> **Exercise prompt**
Copy out each line of the data that contains "EventBus".

━━━ Task data ━━━

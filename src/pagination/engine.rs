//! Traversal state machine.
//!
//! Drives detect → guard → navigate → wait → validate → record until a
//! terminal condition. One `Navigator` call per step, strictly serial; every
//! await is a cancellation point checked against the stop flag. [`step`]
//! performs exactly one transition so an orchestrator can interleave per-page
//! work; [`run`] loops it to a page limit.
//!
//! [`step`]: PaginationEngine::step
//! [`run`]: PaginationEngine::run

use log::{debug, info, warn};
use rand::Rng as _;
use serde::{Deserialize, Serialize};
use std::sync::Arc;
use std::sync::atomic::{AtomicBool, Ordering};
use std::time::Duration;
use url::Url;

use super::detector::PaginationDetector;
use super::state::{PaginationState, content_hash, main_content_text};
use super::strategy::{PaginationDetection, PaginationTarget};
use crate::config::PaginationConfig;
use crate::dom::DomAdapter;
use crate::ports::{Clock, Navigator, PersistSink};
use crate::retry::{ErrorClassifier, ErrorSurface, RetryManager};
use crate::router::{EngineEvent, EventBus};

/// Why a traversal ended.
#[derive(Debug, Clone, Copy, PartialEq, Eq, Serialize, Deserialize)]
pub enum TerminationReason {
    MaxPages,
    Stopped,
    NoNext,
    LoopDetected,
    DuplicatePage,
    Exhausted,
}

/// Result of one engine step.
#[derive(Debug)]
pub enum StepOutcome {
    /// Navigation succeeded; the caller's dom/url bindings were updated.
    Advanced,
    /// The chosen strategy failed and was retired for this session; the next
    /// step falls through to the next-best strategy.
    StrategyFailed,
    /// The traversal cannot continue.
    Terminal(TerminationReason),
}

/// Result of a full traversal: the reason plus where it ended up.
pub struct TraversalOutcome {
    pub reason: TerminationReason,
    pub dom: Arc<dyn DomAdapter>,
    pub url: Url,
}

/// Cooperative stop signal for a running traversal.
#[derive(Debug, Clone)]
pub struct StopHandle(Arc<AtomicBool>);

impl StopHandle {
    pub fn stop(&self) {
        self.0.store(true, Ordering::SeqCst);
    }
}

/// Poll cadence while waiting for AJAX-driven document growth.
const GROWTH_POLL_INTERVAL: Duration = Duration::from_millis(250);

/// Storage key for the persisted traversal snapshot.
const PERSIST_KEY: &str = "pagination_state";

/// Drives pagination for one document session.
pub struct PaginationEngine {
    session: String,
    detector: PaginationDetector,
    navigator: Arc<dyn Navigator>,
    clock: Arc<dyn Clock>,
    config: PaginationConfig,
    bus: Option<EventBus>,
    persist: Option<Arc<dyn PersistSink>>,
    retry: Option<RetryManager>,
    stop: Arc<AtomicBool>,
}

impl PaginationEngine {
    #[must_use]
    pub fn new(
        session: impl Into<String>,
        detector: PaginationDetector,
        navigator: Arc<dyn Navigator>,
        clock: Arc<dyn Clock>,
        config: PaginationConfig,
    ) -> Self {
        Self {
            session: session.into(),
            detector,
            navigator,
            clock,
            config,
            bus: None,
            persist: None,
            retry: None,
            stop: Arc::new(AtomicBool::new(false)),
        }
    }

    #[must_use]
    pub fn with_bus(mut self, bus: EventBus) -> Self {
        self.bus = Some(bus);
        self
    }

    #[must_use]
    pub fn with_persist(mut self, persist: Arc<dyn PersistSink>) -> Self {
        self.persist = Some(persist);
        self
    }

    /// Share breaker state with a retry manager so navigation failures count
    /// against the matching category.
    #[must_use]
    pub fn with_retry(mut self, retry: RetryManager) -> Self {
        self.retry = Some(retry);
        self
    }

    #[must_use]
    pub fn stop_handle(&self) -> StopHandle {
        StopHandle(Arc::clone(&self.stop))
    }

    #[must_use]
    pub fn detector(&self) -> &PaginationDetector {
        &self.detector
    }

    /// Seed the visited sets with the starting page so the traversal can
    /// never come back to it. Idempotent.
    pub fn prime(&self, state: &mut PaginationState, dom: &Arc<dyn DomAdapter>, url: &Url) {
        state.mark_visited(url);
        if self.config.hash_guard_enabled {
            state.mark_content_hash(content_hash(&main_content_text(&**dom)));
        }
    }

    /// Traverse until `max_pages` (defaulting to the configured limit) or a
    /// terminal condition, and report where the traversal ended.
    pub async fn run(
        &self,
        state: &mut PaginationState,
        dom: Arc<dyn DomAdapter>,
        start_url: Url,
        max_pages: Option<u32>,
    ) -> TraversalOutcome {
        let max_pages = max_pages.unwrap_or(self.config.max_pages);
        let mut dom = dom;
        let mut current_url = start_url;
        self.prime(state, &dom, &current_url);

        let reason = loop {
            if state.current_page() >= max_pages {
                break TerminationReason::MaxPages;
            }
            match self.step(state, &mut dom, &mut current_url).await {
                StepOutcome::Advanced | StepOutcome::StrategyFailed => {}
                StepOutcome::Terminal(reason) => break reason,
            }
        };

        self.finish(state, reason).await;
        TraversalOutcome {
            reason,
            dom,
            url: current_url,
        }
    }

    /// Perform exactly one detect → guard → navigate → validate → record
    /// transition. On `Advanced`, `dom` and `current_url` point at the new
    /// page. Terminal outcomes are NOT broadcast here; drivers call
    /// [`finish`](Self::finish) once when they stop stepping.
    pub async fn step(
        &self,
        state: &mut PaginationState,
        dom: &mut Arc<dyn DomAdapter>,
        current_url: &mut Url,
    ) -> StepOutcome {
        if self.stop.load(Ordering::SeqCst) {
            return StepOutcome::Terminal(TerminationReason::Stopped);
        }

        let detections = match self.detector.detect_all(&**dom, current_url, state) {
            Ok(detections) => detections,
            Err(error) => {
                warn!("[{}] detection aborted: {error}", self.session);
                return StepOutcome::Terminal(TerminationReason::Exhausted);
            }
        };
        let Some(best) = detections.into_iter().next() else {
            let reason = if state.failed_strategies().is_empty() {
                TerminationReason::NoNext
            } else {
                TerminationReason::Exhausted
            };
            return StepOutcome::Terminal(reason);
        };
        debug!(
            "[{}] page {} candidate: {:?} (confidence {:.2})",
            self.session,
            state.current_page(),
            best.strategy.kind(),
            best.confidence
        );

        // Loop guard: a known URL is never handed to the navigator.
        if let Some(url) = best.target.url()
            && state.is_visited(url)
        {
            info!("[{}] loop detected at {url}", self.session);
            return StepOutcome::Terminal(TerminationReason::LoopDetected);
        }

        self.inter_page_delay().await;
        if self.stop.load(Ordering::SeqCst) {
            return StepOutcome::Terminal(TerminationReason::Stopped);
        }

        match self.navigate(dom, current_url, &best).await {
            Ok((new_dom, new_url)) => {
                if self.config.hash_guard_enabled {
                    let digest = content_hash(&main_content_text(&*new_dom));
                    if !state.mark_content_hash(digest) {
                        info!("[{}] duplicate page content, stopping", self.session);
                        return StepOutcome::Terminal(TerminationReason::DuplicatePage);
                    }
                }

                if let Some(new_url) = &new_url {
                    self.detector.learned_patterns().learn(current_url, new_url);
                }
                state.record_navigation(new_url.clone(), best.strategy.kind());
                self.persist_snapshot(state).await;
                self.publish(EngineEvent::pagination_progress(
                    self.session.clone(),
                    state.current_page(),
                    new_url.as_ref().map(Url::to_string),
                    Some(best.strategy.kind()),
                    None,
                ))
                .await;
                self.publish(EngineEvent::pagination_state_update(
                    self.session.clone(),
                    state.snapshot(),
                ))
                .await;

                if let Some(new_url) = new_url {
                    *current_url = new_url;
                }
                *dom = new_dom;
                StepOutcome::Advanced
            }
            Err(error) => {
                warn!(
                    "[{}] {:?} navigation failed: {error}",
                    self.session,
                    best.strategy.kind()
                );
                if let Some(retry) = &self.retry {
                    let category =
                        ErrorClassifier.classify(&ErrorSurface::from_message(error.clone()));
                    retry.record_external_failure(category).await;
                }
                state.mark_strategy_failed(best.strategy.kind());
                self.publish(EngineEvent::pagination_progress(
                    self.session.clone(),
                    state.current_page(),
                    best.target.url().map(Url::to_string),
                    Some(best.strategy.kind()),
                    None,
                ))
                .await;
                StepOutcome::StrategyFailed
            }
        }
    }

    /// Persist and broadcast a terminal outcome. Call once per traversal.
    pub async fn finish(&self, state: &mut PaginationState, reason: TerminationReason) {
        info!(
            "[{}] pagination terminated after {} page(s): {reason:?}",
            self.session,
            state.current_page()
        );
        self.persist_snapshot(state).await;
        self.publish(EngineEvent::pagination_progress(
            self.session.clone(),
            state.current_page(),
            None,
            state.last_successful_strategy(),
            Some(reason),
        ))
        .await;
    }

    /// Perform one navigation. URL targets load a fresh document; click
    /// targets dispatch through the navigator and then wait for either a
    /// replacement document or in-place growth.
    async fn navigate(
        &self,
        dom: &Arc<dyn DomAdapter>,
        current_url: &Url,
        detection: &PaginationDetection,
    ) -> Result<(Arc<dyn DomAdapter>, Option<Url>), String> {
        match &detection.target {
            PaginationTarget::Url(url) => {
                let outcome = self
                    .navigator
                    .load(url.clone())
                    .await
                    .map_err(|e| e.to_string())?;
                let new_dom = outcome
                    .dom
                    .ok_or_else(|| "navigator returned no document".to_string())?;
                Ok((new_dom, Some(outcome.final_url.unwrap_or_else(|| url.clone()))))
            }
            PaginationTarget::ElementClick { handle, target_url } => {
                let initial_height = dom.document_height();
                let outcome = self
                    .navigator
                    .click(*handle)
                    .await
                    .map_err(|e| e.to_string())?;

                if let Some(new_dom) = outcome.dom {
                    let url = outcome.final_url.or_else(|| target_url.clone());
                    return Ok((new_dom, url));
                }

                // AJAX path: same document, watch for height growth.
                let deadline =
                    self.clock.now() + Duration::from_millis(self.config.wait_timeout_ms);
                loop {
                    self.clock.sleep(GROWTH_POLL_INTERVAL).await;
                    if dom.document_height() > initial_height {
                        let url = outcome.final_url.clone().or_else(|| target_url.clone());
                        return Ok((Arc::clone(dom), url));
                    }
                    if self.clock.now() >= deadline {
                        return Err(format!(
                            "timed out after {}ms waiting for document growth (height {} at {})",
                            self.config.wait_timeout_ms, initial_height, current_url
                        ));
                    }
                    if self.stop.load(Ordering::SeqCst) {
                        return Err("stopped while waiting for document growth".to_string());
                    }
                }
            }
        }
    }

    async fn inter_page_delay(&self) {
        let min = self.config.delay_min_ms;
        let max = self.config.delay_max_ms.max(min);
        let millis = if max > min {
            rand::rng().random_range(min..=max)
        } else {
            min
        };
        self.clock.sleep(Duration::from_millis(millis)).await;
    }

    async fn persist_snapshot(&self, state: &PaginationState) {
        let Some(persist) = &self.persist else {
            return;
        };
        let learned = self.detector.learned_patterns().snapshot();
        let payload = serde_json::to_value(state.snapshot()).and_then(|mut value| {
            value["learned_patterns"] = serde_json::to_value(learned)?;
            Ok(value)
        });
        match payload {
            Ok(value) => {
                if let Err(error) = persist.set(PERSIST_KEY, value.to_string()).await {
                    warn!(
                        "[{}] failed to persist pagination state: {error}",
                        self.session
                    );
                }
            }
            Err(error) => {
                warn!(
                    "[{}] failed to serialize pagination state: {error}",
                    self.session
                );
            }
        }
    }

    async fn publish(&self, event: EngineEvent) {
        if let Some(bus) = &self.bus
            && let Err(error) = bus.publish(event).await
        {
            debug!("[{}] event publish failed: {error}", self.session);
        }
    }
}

━━━

> **Response to this task**
use crate::router::{EngineEvent, EventBus};
    bus: Option<EventBus>,
    pub fn with_bus(mut self, bus: EventBus) -> Self {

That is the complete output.